**shazam** - *The shazam package*

## Description¶

Dramatic improvements in high-throughput sequencing technologies now enable
large-scale characterization of Ig repertoires, defined as the collection of transmembrane
antigen-receptor proteins located on the surface of T and B lymphocytes. The `shazam`

package provides tools for advanced analysis of somatic hypermutation (SHM) in
immunoglobulin (Ig) sequences. The key functions in `shazam`

, broken down topic, are
described below.

## Mutational profiling¶

`shazam`

provides tools to quantify the extent and nature of SHM within
full length V(D)J sequences as well as sub-regions (eg, FWR and CDR).
Quantification of expected mutational loaded, under specific SHM targeting
models, can also be performed along with model driven simulations of SHM.

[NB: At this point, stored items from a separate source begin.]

fn entity_node(entity: &Entity) -> GraphRecord {
    let mut properties = BTreeMap::new();
    properties.insert(vocab::CANONICAL_NAME.to_string(), Value::from(entity.canonical_name.as_str()));
    properties.insert(vocab::SIMPLE_NAME.to_string(), Value::from(entity.simple_name.as_str()));
    properties.insert(vocab::START_LINE.to_string(), Value::from(entity.start_line));
    properties.insert(vocab::END_LINE.to_string(), Value::from(entity.end_line));
    properties.insert(vocab::SOURCE_SNIPPET.to_string(), Value::from(entity.source_snippet.as_str()));
    properties.insert(vocab::RELATIVE_PATH.to_string(), Value::from(entity.file_path.as_str()));
    properties.insert(vocab::LABEL.to_string(), Value::from(entity.simple_name.as_str()));
    GraphRecord::Node {
        id: entity.id.clone(),
        class: entity.ontology_class.clone(),
        properties,
    }
}

fn edge_record(edge: &RelationshipEdge) -> GraphRecord {
    let mut properties = BTreeMap::new();
    if let Some(span) = edge.evidence {
        properties.insert(vocab::EVIDENCE_START_LINE.to_string(), Value::from(span.start_line));
        properties.insert(vocab::EVIDENCE_END_LINE.to_string(), Value::from(span.end_line));
    }
    let (object, resolved) = match &edge.object {
        Resolution::Resolved(id) => (id.clone(), true),
        Resolution::Unresolved(raw) => {
            properties.insert(vocab::RAW_REFERENCE.to_string(), Value::from(raw.as_str()));
            (raw.clone(), false)
        }
    };
    GraphRecord::Edge {
        subject: edge.subject_id.clone(),
        predicate: edge.predicate.clone(),
        object,
        resolved,
        properties,
    }
}

#[cfg(test)]
mod tests {
    use super::*;
    use crate::knowledge::models::{entity_id, EntityKind, ParseStatus, SourceFile, Span};
    use crate::knowledge::parser::Language;
    use pretty_assertions::assert_eq;

    fn emitter() -> RecordEmitter {
        RecordEmitter::new(Arc::new(OntologyRegistry::embedded().unwrap()))
    }

    fn file() -> FileRecord {
        FileRecord {
            file: SourceFile::new("repo", "src/app.py", Some(Language::Python), 42, "SourceCodeFile", "PythonCode"),
            status: ParseStatus::Parsed,
        }
    }

    fn function(file: &SourceFile, class: &str, name: &str) -> Entity {
        let canonical = format!("src.app.{name}");
        Entity {
            id: entity_id("repo", &file.relative_path, class, &canonical, 1),
            ontology_class: class.to_string(),
            kind: EntityKind::FunctionDefinition,
            canonical_name: canonical,
            simple_name: name.to_string(),
            file_id: file.id.clone(),
            file_path: file.relative_path.clone(),
            start_line: 1,
            end_line: 2,
            source_snippet: format!("def {name}():\n    pass"),
            parent_id: None,
        }
    }

    #[test]
    fn test_file_and_entity_nodes() {
        let record = file();
        let entity = function(&record.file, "FunctionDefinition", "main");
        let edge = RelationshipEdge {
            subject_id: record.file.id.clone(),
            predicate: "declares".to_string(),
            object: Resolution::Resolved(entity.id.clone()),
            evidence: Some(Span::new(1, 2)),
        };
        let batch = emitter().build(&[record.clone()], &[entity.clone()], &[edge]);
        assert!(batch.failures.is_empty());
        assert_eq!(batch.records.len(), 3);

        match &batch.records[0] {
            GraphRecord::Node { id, class, properties } => {
                assert_eq!(id, &record.file.id);
                assert_eq!(class, "SourceCodeFile");
                assert_eq!(properties["contentClass"], "PythonCode");
                assert_eq!(properties["parseStatus"], "parsed");
                assert_eq!(properties["programmingLanguage"], "Python");
            }
            other => panic!("expected a node, got {:?}", other),
        }
        match &batch.records[2] {
            GraphRecord::Edge {
                object,
                resolved,
                properties,
                ..
            } => {
                assert_eq!(object, &entity.id);
                assert!(resolved);
                assert_eq!(properties["evidenceStartLine"], 1);
            }
            other => panic!("expected an edge, got {:?}", other),
        }
    }

    #[test]
    fn test_unknown_class_is_dropped() {
        let record = file();
        let bogus = function(&record.file, "Gadget", "main");
        let edge = RelationshipEdge {
            subject_id: record.file.id.clone(),
            predicate: "declares".to_string(),
            object: Resolution::Resolved(bogus.id.clone()),
            evidence: None,
        };
        let batch = emitter().build(&[record], &[bogus], &[edge]);
        assert_eq!(batch.nodes().count(), 1);
        assert_eq!(batch.edges().count(), 0);
        assert_eq!(batch.failures.len(), 2);
        assert!(batch.failures.iter().all(|f| f.stage == Stage::Emit));
        assert!(batch.failures[0].reason.contains("Gadget"));
    }

    #[test]
    fn test_unknown_predicate_is_dropped() {
        let record = file();
        let edge = RelationshipEdge {
            subject_id: record.file.id.clone(),
            predicate: "dependsOnMagic".to_string(),
            object: Resolution::Unresolved("numpy".to_string()),
            evidence: None,
        };
        let batch = emitter().build(&[record], &[], &[edge]);
        assert_eq!(batch.edges().count(), 0);
        assert_eq!(batch.failures.len(), 1);
        assert_eq!(batch.failures[0].path, "src/app.py");
    }

    #[test]
    fn test_unresolved_import_keeps_raw_text() {
        let record = file();
        let edge = RelationshipEdge {
            subject_id: record.file.id.clone(),
            predicate: "imports".to_string(),
            object: Resolution::Unresolved("numpy".to_string()),
            evidence: Some(Span::new(1, 1)),
        };
        let batch = emitter().build(&[record], &[], &[edge]);
        let edge = batch.edges().next().unwrap();
        match edge {
            GraphRecord::Edge {
                object,
                resolved,
                properties,
                ..
            } => {
                assert_eq!(object, "numpy");
                assert!(!resolved);
                assert_eq!(properties["rawReference"], "numpy");
            }
            other => panic!("expected an edge, got {:?}", other),
        }
    }

    #[test]
    fn test_record_json_shape() {
        let record = GraphRecord::Edge {
            subject: "a".to_string(),
            predicate: "imports".to_string(),
            object: "b".to_string(),
            resolved: true,
            properties: BTreeMap::new(),
        };
        let json = serde_json::to_value(&record).unwrap();
        assert_eq!(json["record"], "edge");
        assert!(json.get("properties").is_none());
        let back: GraphRecord = serde_json::from_value(json).unwrap();
        assert_eq!(back, record);
    }

    #[tokio::test]
    async fn test_emit_to_memory_sink() {
        let record = file();
        let sink = MemorySink::new();
        let summary = emitter().emit(&[record], &[], &[], &sink).await.unwrap();
        assert_eq!(summary.written, 1);
        assert_eq!(sink.records().len(), 1);
    }
}
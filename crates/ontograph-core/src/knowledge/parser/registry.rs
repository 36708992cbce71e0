//! Compiled grammar query catalog.

use std::collections::{BTreeMap, HashMap};
use std::path::Path;

use tree_sitter::Query;

use super::{CatalogError, Language, LanguageSpec};
use crate::knowledge::models::EntityKind;
use crate::knowledge::ontology::{vocab, OntologyRegistry};

/// One compiled pattern with its capture slots resolved.
pub struct CompiledQuery {
    pub kind: EntityKind,
    /// Position of the pattern within its kind's list.
    pub index: usize,
    pub query: Query,
    pub definition: Option<u32>,
    pub name: Option<u32>,
    pub owner: Option<u32>,
    pub receiver: Option<u32>,
    pub path: Option<u32>,
    pub member: Option<u32>,
    pub supertype: Option<u32>,
}

impl CompiledQuery {
    fn compile(
        spec: &LanguageSpec,
        grammar: &tree_sitter::Language,
        kind: EntityKind,
        index: usize,
        pattern: &str,
    ) -> Result<Self, CatalogError> {
        let query = Query::new(grammar, pattern).map_err(|source| CatalogError::InvalidQuery {
            language: spec.language,
            kind,
            index,
            source,
        })?;
        let slot = |name: &str| query.capture_index_for_name(name);
        let compiled = Self {
            kind,
            index,
            definition: slot("definition"),
            name: slot("name"),
            owner: slot("owner"),
            receiver: slot("receiver"),
            path: slot("path"),
            member: slot("member"),
            supertype: slot("supertype"),
            query,
        };

        let required = match kind {
            EntityKind::Comment => ("definition", compiled.definition),
            EntityKind::ImportDeclaration => ("path", compiled.path),
            EntityKind::Inheritance => ("supertype", compiled.supertype),
            _ => ("name", compiled.name),
        };
        if required.1.is_none() {
            return Err(CatalogError::MissingCapture {
                language: spec.language,
                kind,
                index,
                capture: required.0,
            });
        }
        Ok(compiled)
    }
}

/// All compiled queries of one language.
pub struct LanguageQueries {
    pub spec: &'static LanguageSpec,
    pub grammar: tree_sitter::Language,
    /// In table order: kinds as declared, patterns in order within a kind.
    pub queries: Vec<CompiledQuery>,
}

impl LanguageQueries {
    fn compile(spec: &'static LanguageSpec, registry: &OntologyRegistry) -> Result<Self, CatalogError> {
        let grammar = (spec.grammar)();
        let mut queries = Vec::new();

        for (kind, patterns) in spec.queries {
            let classes = match kind.ontology_class() {
                Some(vocab::FUNCTION_DEFINITION) => {
                    vec![vocab::FUNCTION_DEFINITION, vocab::METHOD_DEFINITION]
                }
                Some(class) => vec![class],
                None => Vec::new(),
            };
            for class in classes {
                if !registry.is_known_class(class) {
                    return Err(CatalogError::UnknownClass {
                        language: spec.language,
                        kind: *kind,
                        class: class.to_string(),
                    });
                }
            }

            for (index, pattern) in patterns.iter().enumerate() {
                queries.push(CompiledQuery::compile(spec, &grammar, *kind, index, pattern)?);
            }
        }

        Ok(Self {
            spec,
            grammar,
            queries,
        })
    }

    pub fn language(&self) -> Language {
        self.spec.language
    }

    /// Compiled queries for one kind.
    pub fn for_kind(&self, kind: EntityKind) -> impl Iterator<Item = &CompiledQuery> {
        self.queries.iter().filter(move |q| q.kind == kind)
    }
}

/// Every supported language's queries, compiled once and shared read-only.
///
/// Maps file extensions to their language. Building the catalog compiles
/// every pattern, so a broken pattern fails at startup, not mid-run.
pub struct GrammarCatalog {
    languages: BTreeMap<Language, LanguageQueries>,
    /// Lower-cased extension to language mapping.
    extensions: HashMap<String, Language>,
}

impl GrammarCatalog {
    /// Compile the built-in table of every language.
    pub fn new(registry: &OntologyRegistry) -> Result<Self, CatalogError> {
        Self::with_languages(&Language::ALL, registry)
    }

    /// Compile only the given languages.
    pub fn with_languages(languages: &[Language], registry: &OntologyRegistry) -> Result<Self, CatalogError> {
        let mut catalog = Self {
            languages: BTreeMap::new(),
            extensions: HashMap::new(),
        };

        for language in languages {
            let compiled = LanguageQueries::compile(language.spec(), registry)?;
            for ext in compiled.spec.extensions {
                catalog.extensions.insert(ext.to_lowercase(), *language);
            }
            tracing::debug!(
                language = %language,
                queries = compiled.queries.len(),
                "Compiled grammar queries"
            );
            catalog.languages.insert(*language, compiled);
        }

        Ok(catalog)
    }

    pub fn queries(&self, language: Language) -> Option<&LanguageQueries> {
        self.languages.get(&language)
    }

    /// Get the language for the given file extension.
    pub fn language_for_extension(&self, extension: &str) -> Option<Language> {
        self.extensions.get(&extension.to_lowercase()).copied()
    }

    /// Get the language for the given file path.
    pub fn language_for_path(&self, path: &str) -> Option<Language> {
        Path::new(path)
            .extension()
            .and_then(|e| e.to_str())
            .and_then(|ext| self.language_for_extension(ext))
    }

    /// Check if any grammar can handle the given extension.
    pub fn can_parse(&self, extension: &str) -> bool {
        self.extensions.contains_key(&extension.to_lowercase())
    }

    /// List all supported extensions, sorted.
    pub fn supported_extensions(&self) -> Vec<&str> {
        let mut extensions: Vec<&str> = self.extensions.keys().map(|s| s.as_str()).collect();
        extensions.sort_unstable();
        extensions
    }

    /// List all compiled languages with their extensions.
    pub fn list_languages(&self) -> Vec<(&'static str, &'static [&'static str])> {
        self.languages
            .values()
            .map(|compiled| (compiled.spec.name, compiled.spec.extensions))
            .collect()
    }

    /// Total number of compiled patterns.
    pub fn pattern_count(&self) -> usize {
        self.languages.values().map(|l| l.queries.len()).sum()
    }

    pub fn len(&self) -> usize {
        self.languages.len()
    }

    pub fn is_empty(&self) -> bool {
        self.languages.is_empty()
    }
}

#[cfg(test)]
mod tests {
    use super::*;
    use std::sync::OnceLock;

    fn catalog() -> &'static GrammarCatalog {
        static CATALOG: OnceLock<GrammarCatalog> = OnceLock::new();
        CATALOG.get_or_init(|| {
            let registry = OntologyRegistry::embedded().unwrap();
            GrammarCatalog::new(&registry).unwrap()
        })
    }

    #[test]
    fn test_every_language_compiles() {
        let catalog = catalog();
        assert_eq!(catalog.len(), Language::ALL.len());
        for language in Language::ALL {
            let compiled = catalog.queries(language).unwrap();
            assert!(!compiled.queries.is_empty(), "{language} has no queries");
        }
    }

    #[test]
    fn test_catalog_has_all_extensions() {
        let catalog = catalog();

        // Rust
        assert!(catalog.can_parse("rs"));

        // TypeScript/JavaScript
        assert!(catalog.can_parse("ts"));
        assert!(catalog.can_parse("tsx"));
        assert!(catalog.can_parse("js"));
        assert!(catalog.can_parse("jsx"));
        assert!(catalog.can_parse("mjs"));

        // Python, Go, Java, C#
        assert!(catalog.can_parse("py"));
        assert!(catalog.can_parse("go"));
        assert!(catalog.can_parse("java"));
        assert!(catalog.can_parse("cs"));

        // C family, scripting, markup
        assert!(catalog.can_parse("c"));
        assert!(catalog.can_parse("cpp"));
        assert!(catalog.can_parse("rb"));
        assert!(catalog.can_parse("sh"));
        assert!(catalog.can_parse("ex"));
        assert!(catalog.can_parse("css"));
        assert!(catalog.can_parse("html"));

        assert!(!catalog.can_parse("md"));
    }

    #[test]
    fn test_language_for_path() {
        let catalog = catalog();
        assert_eq!(catalog.language_for_path("src/lib.rs"), Some(Language::Rust));
        assert_eq!(catalog.language_for_path("src/main.py"), Some(Language::Python));
        assert_eq!(catalog.language_for_path("src/App.tsx"), Some(Language::Tsx));
        assert_eq!(catalog.language_for_path("Main.java"), Some(Language::Java));
        assert_eq!(catalog.language_for_path("unknown.xyz"), None);
        assert_eq!(catalog.language_for_path("LICENSE"), None);
    }

    #[test]
    fn test_case_insensitive() {
        let catalog = catalog();
        assert!(catalog.can_parse("RS"));
        assert!(catalog.can_parse("Py"));
        assert!(catalog.can_parse("TS"));
    }

    #[test]
    fn test_subset_catalog() {
        let registry = OntologyRegistry::embedded().unwrap();
        let catalog = GrammarCatalog::with_languages(&[Language::Python], &registry).unwrap();
        assert_eq!(catalog.len(), 1);
        assert!(catalog.can_parse("py"));
        assert!(!catalog.can_parse("rs"));
        assert_eq!(catalog.list_languages(), vec![("Python", &["py", "pyi"][..])]);
    }

    #[test]
    fn test_capture_slots() {
        let python = catalog().queries(Language::Python).unwrap();
        for query in python.for_kind(EntityKind::CallSite) {
            assert!(query.name.is_some());
            assert!(query.definition.is_some());
        }
        for query in python.for_kind(EntityKind::ImportDeclaration) {
            assert!(query.path.is_some());
        }
        assert!(python.for_kind(EntityKind::InterfaceDefinition).next().is_none());
    }
}
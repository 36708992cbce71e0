pub mod classify;
pub mod config;
pub mod knowledge;

pub use classify::{Classification, ClassifyOutcome, FileClassifier};
pub use config::Config;
pub use knowledge::{Pipeline, RunError, RunReport};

- collapseClones: Build clonal consensus sequence.
- observedMutations: Compute observed mutation counts and frequencies.
- expectedMutations: Compute expected mutation frequencies.
- shmulateSeq: Simulate mutations in a single sequence.
- shmulateTree: Simulate mutations over a lineage tree.

## SHM targeting models¶

Computational models and analyses of SHM have separated the process into two independent components:

- A mutability model that defines where mutations occur.
- A nucleotide substitution model that defines the resulting mutation.

Collectively these are what form the targeting model of SHM. `shazam`

provides empirically derived targeting models for both humans and mice,
along with tools to build these mutability and substitution models from data.

- createTargetingModel: Build a 5-mer targeting model.
- plotMutability: Plot 5-mer mutability rates.
- HH_S5F: Human 5-mer SHM targeting model.
- MK_RS5NF: Mouse 5-mer SHM targeting model.

## Quantification of selection pressure¶

Bayesian Estimation of Antigen-driven Selection in Ig Sequences is a
novel method for quantifying antigen-driven selection in high-throughput
Ig sequence data. Targeting models created using `shazam`

can be used
to estimate the null distribution of expected mutation frequencies used
by BASELINe, providing measures of selection pressure informed by known
AID targeting biases.

- calcBaseline: Calculate the BASELINe probability density functions (PDFs).
- groupBaseline: Combine PDFs from sequences grouped by biological or experimental relevance.
- summarizeBaseline: Compute summary statistics from BASELINe PDFs.
- testBaseline: Perform significance testing for the difference between BASELINe PDFs.
- plotBaselineDensity: Plot the probability density functions resulting from selection analysis.
- plotBaselineSummary: Plot summary stastistics resulting from selection analysis.

## Mutational distance calculation¶

`shazam`

provides tools to compute evolutionary distances between
sequences or groups of sequences, which can leverage SHM targeting
models. This information is particularly useful in understanding and
defining clonal relationships.

- findThreshold: Identify clonal assignment threshold based on distances to nearest neighbors.
- distToNearest: Tune clonal assignment thresholds by calculating distances to nearest neighbors.
- calcTargetingDistance: Construct a nucleotide distance matrix from a 5-mer targeting model.

## References¶

- Hershberg U, et al. Improved methods for detecting selection by mutation analysis of Ig V region sequences. Int Immunol. 2008 20(5):683-94.
- Uduman M, et al. Detecting selection in immunoglobulin sequences. Nucleic Acids Res. 2011 39(Web Server issue):W499-504. (Corrections at http://selection.med.yale.edu/baseline/correction/)
- Yaari G, et al. Quantifying selection in high-throughput immunoglobulin sequencing data sets. Nucleic Acids Res. 2012 40(17):e134.
- Yaari G, et al. Models of somatic hypermutation targeting and substitution based on synonymous mutations from high-throughput immunoglobulin sequencing data. Front Immunol. 2013 4:358.
- Cui A, Di Niro R, Vander Heiden J, Briggs A, Adams K, Gilbert T, O’Connor K, Vigneault F, Shlomchik M and Kleinstein S (2016). A Model of Somatic Hypermutation Targeting in Mice Based on High-Throughput Ig Sequencing Data. The Journal of Immunology, 197(9), 3566-3574.